Since we’re building associations programmatically, we must be able to generate CSV rows that populate each field with several fields: These associations are defined and stored in their own table, consisting of a few fields that can be reliably used to identify both features in a given association.

As a bonus, the Utility Network also checks these associations against a set of rules to ensure that they are fair associations between valid features. This provides a user-friendly and intuitive way of isolating specific features and associating them together in attachment, containment, or connectivity associations. In ArcGIS Pro, we define associations using the interface controls available to us. It is also a perfect opportunity to identify associations between features that need to be connected! While reprocessing the data to fit the Utility Network schema, we can also build standalone tables that contain association information regarding which features are associated and how so, which we can bring in later to generate our associations programmatically. These scripts are where we reshape features to fit our expectations – culling unused fields by skipping them or adding new fields with specific domains, recalculating values for individual features, etc. In our project, this consisted of one script to handle reprocessing Electric Transmission Lines and another to handle Structure Junctions. Technically, this is likely going to involve several scripts to handle each type of feature that is being imported appropriately. The second step is to reprocess this imported data according to the plan. The overall approach can be broken down into a four simple steps: import, reprocess, stage, and commit. Now that we’ve got a plan for how we want our data to translate, we can get into the programming side of the task.

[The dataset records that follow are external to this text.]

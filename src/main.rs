//! TCFU entry point
//!
//! Parses the command line, loads settings and sprites, then drives the
//! session from a winit event loop at a fixed 60 Hz tick.

use std::path::PathBuf;
use std::sync::Arc;
use std::time::{Duration, Instant};

use anyhow::Context;
use clap::Parser;
use winit::application::ApplicationHandler;
use winit::dpi::LogicalSize;
use winit::event::{ElementState, KeyEvent, WindowEvent};
use winit::event_loop::{ActiveEventLoop, ControlFlow, EventLoop};
use winit::keyboard::{KeyCode, PhysicalKey};
use winit::window::{Window, WindowId};

use tcfu::consts::*;
use tcfu::renderer::{RenderState, build_scene};
use tcfu::sprite::SpriteSet;
use tcfu::{Flow, Key, Session, Settings, SpriteMode};

const WINDOW_TITLE: &str = "They Crawled from Uranus Replica";

#[derive(Parser, Debug)]
#[command(version, about = "Orbital arcade shooter")]
struct Args {
    /// JSON settings file
    #[arg(long)]
    config: Option<PathBuf>,

    /// Fixed seed; every game of the session becomes reproducible
    #[arg(long)]
    seed: Option<u64>,

    /// Sprite strategy: procedural or image
    #[arg(long, value_parser = parse_sprite_mode)]
    sprites: Option<SpriteMode>,

    /// Enemy image used with `--sprites image`
    #[arg(long)]
    enemy_image: Option<PathBuf>,
}

fn parse_sprite_mode(s: &str) -> Result<SpriteMode, String> {
    SpriteMode::from_str(s).ok_or_else(|| format!("unknown sprite mode '{s}'"))
}

impl Args {
    /// Settings file (or defaults) with command-line overrides applied
    fn settings(&self) -> anyhow::Result<Settings> {
        let mut settings = match &self.config {
            Some(path) => Settings::load(path)?,
            None => Settings::default(),
        };
        if let Some(mode) = self.sprites {
            settings.sprites = mode;
        }
        if let Some(path) = &self.enemy_image {
            settings.enemy_image = path.clone();
        }
        Ok(settings)
    }
}

/// Map a physical key to its game meaning
fn map_key(code: KeyCode) -> Option<Key> {
    match code {
        KeyCode::ArrowLeft | KeyCode::KeyA => Some(Key::RotateLeft),
        KeyCode::ArrowRight | KeyCode::KeyD => Some(Key::RotateRight),
        KeyCode::Space => Some(Key::Fire),
        KeyCode::Enter | KeyCode::NumpadEnter => Some(Key::Confirm),
        KeyCode::Escape => Some(Key::Back),
        KeyCode::KeyI => Some(Key::Instructions),
        _ => None,
    }
}

struct App {
    session: Session,
    sprites: SpriteSet,
    window: Option<Arc<Window>>,
    render_state: Option<RenderState>,
    tick_interval: Duration,
    next_tick: Instant,
    /// Fatal error that stopped the event loop
    error: Option<anyhow::Error>,
}

impl App {
    fn new(session: Session, sprites: SpriteSet) -> Self {
        Self {
            session,
            sprites,
            window: None,
            render_state: None,
            tick_interval: Duration::from_secs_f64(1.0 / TICK_RATE as f64),
            next_tick: Instant::now(),
            error: None,
        }
    }

    fn init_window(&mut self, event_loop: &ActiveEventLoop) -> anyhow::Result<()> {
        let attributes = Window::default_attributes()
            .with_title(WINDOW_TITLE)
            .with_inner_size(LogicalSize::new(SCREEN_WIDTH as f64, SCREEN_HEIGHT as f64))
            .with_resizable(false);
        let window = Arc::new(
            event_loop
                .create_window(attributes)
                .context("Failed to create window")?,
        );

        let render_state = pollster::block_on(RenderState::new(window.clone()))?;
        self.window = Some(window);
        self.render_state = Some(render_state);
        self.next_tick = Instant::now();
        Ok(())
    }

    fn fail(&mut self, event_loop: &ActiveEventLoop, error: anyhow::Error) {
        log::error!("{error:#}");
        self.error = Some(error);
        event_loop.exit();
    }

    fn handle_key(&mut self, event_loop: &ActiveEventLoop, event: &KeyEvent) {
        let PhysicalKey::Code(code) = event.physical_key else {
            return;
        };
        let Some(key) = map_key(code) else {
            return;
        };
        match event.state {
            ElementState::Pressed if event.repeat => {}
            ElementState::Pressed => {
                if self.session.key_pressed(key) == Flow::Quit {
                    event_loop.exit();
                }
            }
            ElementState::Released => self.session.key_released(key),
        }
    }

    /// Render the current frame
    fn render(&mut self, event_loop: &ActiveEventLoop) {
        let Some(render_state) = self.render_state.as_mut() else {
            return;
        };
        let vertices = build_scene(&self.session, &self.sprites);
        match render_state.render(&vertices) {
            Ok(_) => {}
            Err(wgpu::SurfaceError::Lost | wgpu::SurfaceError::Outdated) => {
                render_state.resize(render_state.size.0, render_state.size.1);
            }
            Err(wgpu::SurfaceError::OutOfMemory) => {
                self.fail(event_loop, anyhow::anyhow!("GPU out of memory"));
            }
            Err(e) => log::warn!("Render error: {:?}", e),
        }
    }
}

impl ApplicationHandler for App {
    fn resumed(&mut self, event_loop: &ActiveEventLoop) {
        if self.window.is_some() {
            return;
        }
        if let Err(e) = self.init_window(event_loop) {
            self.fail(event_loop, e);
        }
    }

    fn window_event(&mut self, event_loop: &ActiveEventLoop, _id: WindowId, event: WindowEvent) {
        match event {
            WindowEvent::CloseRequested => {
                self.session.quit();
                event_loop.exit();
            }
            WindowEvent::Resized(size) => {
                if let Some(render_state) = self.render_state.as_mut() {
                    render_state.resize(size.width, size.height);
                }
            }
            WindowEvent::KeyboardInput { event, .. } => self.handle_key(event_loop, &event),
            WindowEvent::RedrawRequested => self.render(event_loop),
            _ => {}
        }
    }

    fn about_to_wait(&mut self, event_loop: &ActiveEventLoop) {
        let now = Instant::now();
        if now >= self.next_tick {
            // One tick per deadline; missed frames are not caught up
            self.session.update();
            if let Some(window) = &self.window {
                window.request_redraw();
            }
            self.next_tick = now + self.tick_interval;
        }
        event_loop.set_control_flow(ControlFlow::WaitUntil(self.next_tick));
    }
}

fn main() -> anyhow::Result<()> {
    env_logger::Builder::from_env(env_logger::Env::default().default_filter_or("info")).init();

    let args = Args::parse();
    log::info!("TCFU starting...");

    let settings = args.settings()?;
    let loader = settings.loader();
    log::info!("Sprite mode: {}", loader.describe());
    let sprites = loader.load().context("Failed to load sprites")?;

    let session = Session::new(settings.rules.clone(), args.seed);
    let mut app = App::new(session, sprites);

    let event_loop = EventLoop::new().context("Failed to create event loop")?;
    event_loop
        .run_app(&mut app)
        .context("Event loop failed")?;

    match app.error.take() {
        Some(e) => Err(e),
        None => Ok(()),
    }
}
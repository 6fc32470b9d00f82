use tcfu::renderer::build_scene;
use tcfu::sim::Rules;
use tcfu::sprite::{ProceduralSprites, SpriteLoader};
use tcfu::{Flow, Key, Screen, Session};

/// Play a scripted game: hold right, fire every 10th tick
fn play(session: &mut Session, ticks: usize) {
    session.key_pressed(Key::RotateRight);
    for i in 0..ticks {
        if i % 10 == 0 {
            session.key_pressed(Key::Fire);
        }
        session.update();
    }
    session.key_released(Key::RotateRight);
}

#[test]
fn test_full_flow() {
    let sprites = ProceduralSprites.load().unwrap();
    let mut session = Session::new(Rules::default(), Some(2024));

    assert_eq!(session.key_pressed(Key::Instructions), Flow::Continue);
    assert_eq!(session.screen(), Screen::Instructions);
    session.key_pressed(Key::Back);
    session.key_pressed(Key::Confirm);
    assert_eq!(session.screen(), Screen::Playing);

    play(&mut session, 600);
    assert!(!build_scene(&session, &sprites).is_empty());

    let game = session.game().unwrap();
    if session.screen() == Screen::Playing {
        assert_eq!(game.time_ticks, 600);
    } else {
        assert_eq!(session.screen(), Screen::GameOver);
        assert_eq!(game.lives, 0);
    }

    // Abandon or finish, then leave from the menu/game-over screen
    if session.screen() == Screen::Playing {
        session.key_pressed(Key::Back);
        assert_eq!(session.screen(), Screen::StartMenu);
    }
    assert_eq!(session.key_pressed(Key::Back), Flow::Quit);
}

#[test]
fn test_fixed_seed_replays_identically() {
    let mut a = Session::new(Rules::default(), Some(7));
    let mut b = Session::new(Rules::default(), Some(7));
    for s in [&mut a, &mut b] {
        s.key_pressed(Key::Confirm);
        play(s, 900);
    }
    let (ga, gb) = (a.game().unwrap(), b.game().unwrap());
    assert_eq!(ga.seed, gb.seed);
    assert_eq!(ga.score, gb.score);
    assert_eq!(ga.lives, gb.lives);
    assert_eq!(ga.time_ticks, gb.time_ticks);
    assert_eq!(a.screen(), b.screen());
}
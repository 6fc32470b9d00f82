//! Built-in 5×7 bitmap font
//!
//! Each glyph is seven rows of five bits (MSB = leftmost column). Lit pixels
//! become quads; adjacent lit pixels on a row share one quad. Lowercase
//! letters are drawn as uppercase, unknown characters as blanks.

use glam::Vec2;

use super::shapes;
use super::vertex::Vertex;
use crate::consts::SCREEN_WIDTH;
use crate::sim::Rect;

pub const GLYPH_WIDTH: u32 = 5;
pub const GLYPH_HEIGHT: u32 = 7;
/// Horizontal advance per character, in font pixels
pub const ADVANCE: u32 = GLYPH_WIDTH + 1;

fn glyph(c: char) -> [u8; 7] {
    match c.to_ascii_uppercase() {
        'A' => [0x0E, 0x11, 0x11, 0x1F, 0x11, 0x11, 0x11],
        'B' => [0x1E, 0x11, 0x11, 0x1E, 0x11, 0x11, 0x1E],
        'C' => [0x0E, 0x11, 0x10, 0x10, 0x10, 0x11, 0x0E],
        'D' => [0x1E, 0x11, 0x11, 0x11, 0x11, 0x11, 0x1E],
        'E' => [0x1F, 0x10, 0x10, 0x1E, 0x10, 0x10, 0x1F],
        'F' => [0x1F, 0x10, 0x10, 0x1E, 0x10, 0x10, 0x10],
        'G' => [0x0E, 0x11, 0x10, 0x17, 0x11, 0x11, 0x0F],
        'H' => [0x11, 0x11, 0x11, 0x1F, 0x11, 0x11, 0x11],
        'I' => [0x0E, 0x04, 0x04, 0x04, 0x04, 0x04, 0x0E],
        'J' => [0x07, 0x02, 0x02, 0x02, 0x02, 0x12, 0x0C],
        'K' => [0x11, 0x12, 0x14, 0x18, 0x14, 0x12, 0x11],
        'L' => [0x10, 0x10, 0x10, 0x10, 0x10, 0x10, 0x1F],
        'M' => [0x11, 0x1B, 0x15, 0x15, 0x11, 0x11, 0x11],
        'N' => [0x11, 0x11, 0x19, 0x15, 0x13, 0x11, 0x11],
        'O' => [0x0E, 0x11, 0x11, 0x11, 0x11, 0x11, 0x0E],
        'P' => [0x1E, 0x11, 0x11, 0x1E, 0x10, 0x10, 0x10],
        'Q' => [0x0E, 0x11, 0x11, 0x11, 0x15, 0x12, 0x0D],
        'R' => [0x1E, 0x11, 0x11, 0x1E, 0x14, 0x12, 0x11],
        'S' => [0x0F, 0x10, 0x10, 0x0E, 0x01, 0x01, 0x1E],
        'T' => [0x1F, 0x04, 0x04, 0x04, 0x04, 0x04, 0x04],
        'U' => [0x11, 0x11, 0x11, 0x11, 0x11, 0x11, 0x0E],
        'V' => [0x11, 0x11, 0x11, 0x11, 0x11, 0x0A, 0x04],
        'W' => [0x11, 0x11, 0x11, 0x15, 0x15, 0x15, 0x0A],
        'X' => [0x11, 0x11, 0x0A, 0x04, 0x0A, 0x11, 0x11],
        'Y' => [0x11, 0x11, 0x11, 0x0A, 0x04, 0x04, 0x04],
        'Z' => [0x1F, 0x01, 0x02, 0x04, 0x08, 0x10, 0x1F],
        '0' => [0x0E, 0x11, 0x13, 0x15, 0x19, 0x11, 0x0E],
        '1' => [0x04, 0x0C, 0x04, 0x04, 0x04, 0x04, 0x0E],
        '2' => [0x0E, 0x11, 0x01, 0x02, 0x04, 0x08, 0x1F],
        '3' => [0x1F, 0x02, 0x04, 0x02, 0x01, 0x11, 0x0E],
        '4' => [0x02, 0x06, 0x0A, 0x12, 0x1F, 0x02, 0x02],
        '5' => [0x1F, 0x10, 0x1E, 0x01, 0x01, 0x11, 0x0E],
        '6' => [0x06, 0x08, 0x10, 0x1E, 0x11, 0x11, 0x0E],
        '7' => [0x1F, 0x01, 0x02, 0x04, 0x08, 0x08, 0x08],
        '8' => [0x0E, 0x11, 0x11, 0x0E, 0x11, 0x11, 0x0E],
        '9' => [0x0E, 0x11, 0x11, 0x0F, 0x01, 0x02, 0x0C],
        ':' => [0x00, 0x0C, 0x0C, 0x00, 0x0C, 0x0C, 0x00],
        '.' => [0x00, 0x00, 0x00, 0x00, 0x00, 0x0C, 0x0C],
        ',' => [0x00, 0x00, 0x00, 0x00, 0x0C, 0x04, 0x08],
        '!' => [0x04, 0x04, 0x04, 0x04, 0x04, 0x00, 0x04],
        '-' => [0x00, 0x00, 0x00, 0x1F, 0x00, 0x00, 0x00],
        _ => [0; 7],
    }
}

/// Width in pixels of `text` drawn at `scale`
pub fn text_width(text: &str, scale: f32) -> f32 {
    let n = text.chars().count() as u32;
    if n == 0 {
        return 0.0;
    }
    (n * ADVANCE - 1) as f32 * scale
}

/// Height in pixels of one line at `scale`
pub fn line_height(scale: f32) -> f32 {
    GLYPH_HEIGHT as f32 * scale
}

/// Generate vertices for `text` with its top-left corner at `origin`
pub fn text(text: &str, origin: Vec2, scale: f32, color: [f32; 4]) -> Vec<Vertex> {
    let mut vertices = Vec::new();
    for (i, c) in text.chars().enumerate() {
        let x0 = origin.x + (i as u32 * ADVANCE) as f32 * scale;
        for (row, bits) in glyph(c).iter().enumerate() {
            let y = origin.y + row as f32 * scale;
            let mut col = 0;
            while col < GLYPH_WIDTH {
                if bits & (0x10 >> col) == 0 {
                    col += 1;
                    continue;
                }
                let start = col;
                while col < GLYPH_WIDTH && bits & (0x10 >> col) != 0 {
                    col += 1;
                }
                let run = Rect::new(
                    x0 + start as f32 * scale,
                    y,
                    (col - start) as f32 * scale,
                    scale,
                );
                vertices.extend(shapes::quad(&run, color));
            }
        }
    }
    vertices
}

/// Generate vertices for `text` centered horizontally on the screen
pub fn text_centered(s: &str, y: f32, scale: f32, color: [f32; 4]) -> Vec<Vertex> {
    let x = (SCREEN_WIDTH - text_width(s, scale)) / 2.0;
    text(s, Vec2::new(x, y), scale, color)
}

Pls cadd lite user interface software#
Microsoft Excel or any other similar software works very well for planning this out. Building out a map for each feature is instrumental in determining whether data was brought over correctly for QA to review. Subsequently, we also define that the “Structure Height” field in the Utility Network should populate with data from the “Height” field in our source. We may take advantage of a data-source matrix to identify to help identify what our data would look like once it’s been brought in and finalized.įor example, we might identify that the Electric Support Poles in our source data are Structure Junctions in the Utility Network. This is where we can revisit our data models and remove any legacy fields that are no longer maintained or add new fields to features for future planning. What fields do we need to migrate, and what are they now? Is there any additional information that we may need that we need to calculate or change during the import? Do we have any static and reliably-unique fields we can use to easily identify matching features with?īroadly speaking, having an end-goal definition of what the data will look like is a fundamental aspect of the design simply because it defines the components of the migration that may need to be changed to fit the data we are working with. The general gist of how this data is translated requires that we ask a few questions about the format of the data now, and how it needs to be defined in the Utility Network. This blog will cover the steps that we took at a high-level to accomplish the task, and any observations or issues we encountered during development. The task can be daunting at first, but by using the ArcPy library and the ArcGIS Server feature services, we can easily design a straightforward process that can be used for many different sources of data beyond PLSCADD.
Pls cadd lite user interface update#
A recent project of mine involved taking data created in PLS-CADD projects and transferring it to an existing Utility Network implementation to import new features and update the features that were already in the GIS. Migrating data into a Utility Network environment may seem like a challenging experience, but the process can be streamlined with Python.